Funding: This work is supported by grants from the National Science Foundation (BCS-0719666) and the National Institutes of Health (R01DC008333, R21DC007468, R03HD051827, and R21DC009652) awarded to PW, by grants from the Natural Sciences and Engineering Research Council of Canada, Canada Institute of Health Research and a Canada Research Chair to IP, and by a grant from College of Humanities, Arts & Social Sciences, Nanyang Technological University (M58100050), awarded to AHDC. The funders had no role in study design, data collection and analysis, decision to publish, or preparation of the manuscript.
Competing interests: The authors have declared that no competing interests exist.
Introduction
The present study examines how differences in cultural backgrounds affect the way in which people perceive auditory signals. Specifically, we focus on language, a prominent aspect of culture, and on pitch, a perceptual attribute that not only forms the basic building blocks of music, but also conveys crucial information about talker identity, spoken emotion, and in some instances word meaning (in the case of tone languages). We investigate how speakers of a language in which pitch is used to mark word meaning (Cantonese Chinese speakers) differ from those who do not speak such a language (English and French speakers) when processing musical pitch.

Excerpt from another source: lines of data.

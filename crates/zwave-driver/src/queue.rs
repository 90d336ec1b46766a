//! The priority send queue.
//!
//! One logical queue, ordered by priority and stable within a priority via
//! the enqueue sequence number. Transactions addressing sleeping nodes are
//! parked in per-node pending sets and only become visible to the global
//! queue once the node signals wakefulness.

use std::collections::{BTreeMap, HashMap, VecDeque};

use crate::transaction::Transaction;

/// Ordering key: priority first, enqueue order second.
#[derive(Debug, Clone, Copy, PartialEq, Eq, PartialOrd, Ord)]
struct QueueKey {
    priority: crate::transaction::Priority,
    seq: u64,
}

/// The send queue plus per-node wake-up pending sets.
#[derive(Debug, Default)]
pub struct SendQueue {
    ready: BTreeMap<QueueKey, Transaction>,
    parked: HashMap<u8, VecDeque<Transaction>>,
    next_seq: u64,
}

impl SendQueue {
    pub fn new() -> Self {
        Self::default()
    }

    fn next_seq(&mut self) -> u64 {
        let seq = self.next_seq;
        self.next_seq += 1;
        seq
    }

    /// Enqueue a transaction. `park` holds it for the target node's next
    /// wake-up instead of making it immediately sendable.
    pub fn push(&mut self, transaction: Transaction, park: bool) {
        let seq = self.next_seq();
        match (park, transaction.target_node) {
            (true, Some(node_id)) => {
                self.parked.entry(node_id).or_default().push_back(transaction);
            }
            _ => {
                let key = QueueKey {
                    priority: transaction.priority,
                    seq,
                };
                self.ready.insert(key, transaction);
            }
        }
    }

    /// Park a transaction that already ran (SendData NoAck against a
    /// sleeping node). It keeps its place at the front of the node's set.
    pub fn park_front(&mut self, node_id: u8, transaction: Transaction) {
        self.parked.entry(node_id).or_default().push_front(transaction);
    }

    /// Select the most urgent sendable transaction.
    pub fn pop_ready(&mut self) -> Option<Transaction> {
        let key = *self.ready.keys().next()?;
        self.ready.remove(&key)
    }

    /// Release a node's parked transactions into the ready queue,
    /// preserving their enqueue order. Returns how many were released.
    pub fn wake_node(&mut self, node_id: u8) -> usize {
        let Some(pending) = self.parked.remove(&node_id) else {
            return 0;
        };
        let count = pending.len();
        for transaction in pending {
            // Re-sequence to keep FIFO order relative to each other while
            // honoring priorities already in the ready queue.
            let seq = self.next_seq();
            let key = QueueKey {
                priority: transaction.priority,
                seq,
            };
            self.ready.insert(key, transaction);
        }
        count
    }

    /// Whether anything is parked for this node.
    pub fn has_parked(&self, node_id: u8) -> bool {
        self.parked.get(&node_id).is_some_and(|q| !q.is_empty())
    }

    /// Whether anything in the ready queue addresses this node.
    pub fn has_ready_for(&self, node_id: u8) -> bool {
        self.ready
            .values()
            .any(|t| t.target_node == Some(node_id))
    }

    /// Remove a not-yet-sent transaction by id (cancellation).
    pub fn cancel(&mut self, id: u64) -> Option<Transaction> {
        if let Some(key) = self
            .ready
            .iter()
            .find(|(_, t)| t.id == id)
            .map(|(k, _)| *k)
        {
            return self.ready.remove(&key);
        }
        for pending in self.parked.values_mut() {
            if let Some(pos) = pending.iter().position(|t| t.id == id) {
                return pending.remove(pos);
            }
        }
        None
    }

    /// Take everything, ready and parked (driver shutdown).
    pub fn drain_all(&mut self) -> Vec<Transaction> {
        let mut all: Vec<Transaction> = std::mem::take(&mut self.ready)
            .into_values()
            .collect();
        for (_, pending) in std::mem::take(&mut self.parked) {
            all.extend(pending);
        }
        all
    }

    pub fn ready_len(&self) -> usize {
        self.ready.len()
    }

    pub fn is_idle(&self) -> bool {
        self.ready.is_empty()
    }
}

#[cfg(test)]
mod tests {
    use super::*;
    use crate::transaction::Priority;
    use zwave_serial::{FunctionType, Message, MessagePayload};

    fn make_tx(priority: Priority, id: u64) -> Transaction {
        let msg = Message::request(
            FunctionType::GetControllerVersion,
            MessagePayload::GetControllerVersionRequest,
        );
        let mut tx = Transaction::fire_and_forget(msg, priority);
        tx.id = id;
        tx
    }

    fn make_node_tx(priority: Priority, id: u64, node_id: u8) -> Transaction {
        make_tx(priority, id).with_target_node(node_id)
    }

    #[test]
    fn priority_wins_over_enqueue_order() {
        let mut queue = SendQueue::new();
        queue.push(make_tx(Priority::Normal, 1), false);
        queue.push(make_tx(Priority::Controller, 2), false);

        assert_eq!(queue.pop_ready().unwrap().id, 2);
        assert_eq!(queue.pop_ready().unwrap().id, 1);
        assert!(queue.pop_ready().is_none());
    }

    #[test]
    fn stable_within_priority() {
        let mut queue = SendQueue::new();
        for id in 1..=4 {
            queue.push(make_tx(Priority::Normal, id), false);
        }
        for id in 1..=4 {
            assert_eq!(queue.pop_ready().unwrap().id, id);
        }
    }

    #[test]
    fn parked_transactions_invisible_until_wake() {
        let mut queue = SendQueue::new();
        queue.push(make_node_tx(Priority::WakeUp, 1, 9), true);
        assert!(queue.pop_ready().is_none());
        assert!(queue.has_parked(9));

        assert_eq!(queue.wake_node(9), 1);
        assert!(!queue.has_parked(9));
        assert_eq!(queue.pop_ready().unwrap().id, 1);
    }

    #[test]
    fn wake_preserves_enqueue_order() {
        let mut queue = SendQueue::new();
        queue.push(make_node_tx(Priority::WakeUp, 1, 9), true);
        queue.push(make_node_tx(Priority::WakeUp, 2, 9), true);
        queue.push(make_node_tx(Priority::WakeUp, 3, 9), true);
        queue.wake_node(9);
        for id in 1..=3 {
            assert_eq!(queue.pop_ready().unwrap().id, id);
        }
    }

    #[test]
    fn wake_of_unknown_node_is_noop() {
        let mut queue = SendQueue::new();
        assert_eq!(queue.wake_node(42), 0);
    }

    #[test]
    fn park_front_keeps_head_position() {
        let mut queue = SendQueue::new();
        queue.push(make_node_tx(Priority::WakeUp, 2, 9), true);
        queue.park_front(9, make_node_tx(Priority::WakeUp, 1, 9));
        queue.wake_node(9);
        assert_eq!(queue.pop_ready().unwrap().id, 1);
        assert_eq!(queue.pop_ready().unwrap().id, 2);
    }

    #[test]
    fn cancel_from_ready_and_parked() {
        let mut queue = SendQueue::new();
        queue.push(make_tx(Priority::Normal, 1), false);
        queue.push(make_node_tx(Priority::WakeUp, 2, 9), true);

        assert_eq!(queue.cancel(1).unwrap().id, 1);
        assert_eq!(queue.cancel(2).unwrap().id, 2);
        assert!(queue.cancel(3).is_none());
        assert!(queue.is_idle());
        assert!(!queue.has_parked(9));
    }

    #[test]
    fn drain_takes_everything() {
        let mut queue = SendQueue::new();
        queue.push(make_tx(Priority::Normal, 1), false);
        queue.push(make_node_tx(Priority::WakeUp, 2, 9), true);
        let drained = queue.drain_all();
        assert_eq!(drained.len(), 2);
        assert!(queue.is_idle());
    }

    #[test]
    fn has_ready_for_node() {
        let mut queue = SendQueue::new();
        queue.push(make_node_tx(Priority::Normal, 1, 5), false);
        assert!(queue.has_ready_for(5));
        assert!(!queue.has_ready_for(6));
    }
}

#[cfg(test)]
mod proptests {
    use super::*;
    use crate::transaction::Priority;
    use proptest::prelude::*;
    use zwave_serial::{FunctionType, Message, MessagePayload};

    fn arb_priority() -> impl Strategy<Value = Priority> {
        prop_oneof![
            Just(Priority::Controller),
            Just(Priority::NodeQuery),
            Just(Priority::Poll),
            Just(Priority::Normal),
            Just(Priority::WakeUp),
        ]
    }

    proptest! {
        /// Popping drains by priority, and enqueue order is preserved
        /// within each priority.
        #[test]
        fn pop_order_is_priority_then_fifo(priorities in proptest::collection::vec(arb_priority(), 1..32)) {
            let mut queue = SendQueue::new();
            for (id, priority) in priorities.iter().enumerate() {
                let msg = Message::request(
                    FunctionType::GetControllerVersion,
                    MessagePayload::GetControllerVersionRequest,
                );
                let mut tx = Transaction::fire_and_forget(msg, *priority);
                tx.id = id as u64;
                queue.push(tx, false);
            }

            let mut popped = Vec::new();
            while let Some(tx) = queue.pop_ready() {
                popped.push((tx.priority, tx.id));
            }
            prop_assert_eq!(popped.len(), priorities.len());

            for window in popped.windows(2) {
                let (prev_priority, prev_id) = window[0];
                let (next_priority, next_id) = window[1];
                prop_assert!(prev_priority <= next_priority);
                if prev_priority == next_priority {
                    prop_assert!(prev_id < next_id, "FIFO within a priority");
                }
            }
        }
    }
}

Definitions of culture often include systems of communication (e.g., language), visual and performing arts (e.g., music), religions, and social norms [1]. Often excluded from these definitions are basic mental processes, such as sensory perception, memory and attention [2], [3]. Interestingly, there is now growing evidence suggesting that some aspects of perceptual processing also differ among people from different societies [4]–[6]. Much of the evidence comes from studies of visual recognition memory and eye-tracking, in which participants view pictures with a clear focal object in the context of a background scene [7]. Westerners (mostly comprised of North Americans, but also including Western Europeans) in these studies have a higher rate of attending to the foreground object whereas East Asians (Koreans, Japanese, and Chinese) attend to both the foreground object and the background. In addition, cultural differences in worldview, representations of self, and even thinking styles have been documented extensively: East Asians tend to be more collective, interdependent, and holistic, while Westerners tend to be more individualistic, independent, and analytic [8]–[10]. These broader and higher-level cultural differences have been used to explain differences in visual perception. For example, because East Asians view the world more holistically, they see both the background and foreground object in a picture, and because Westerners are more analytic, they focus more on the salient foreground object alone [11].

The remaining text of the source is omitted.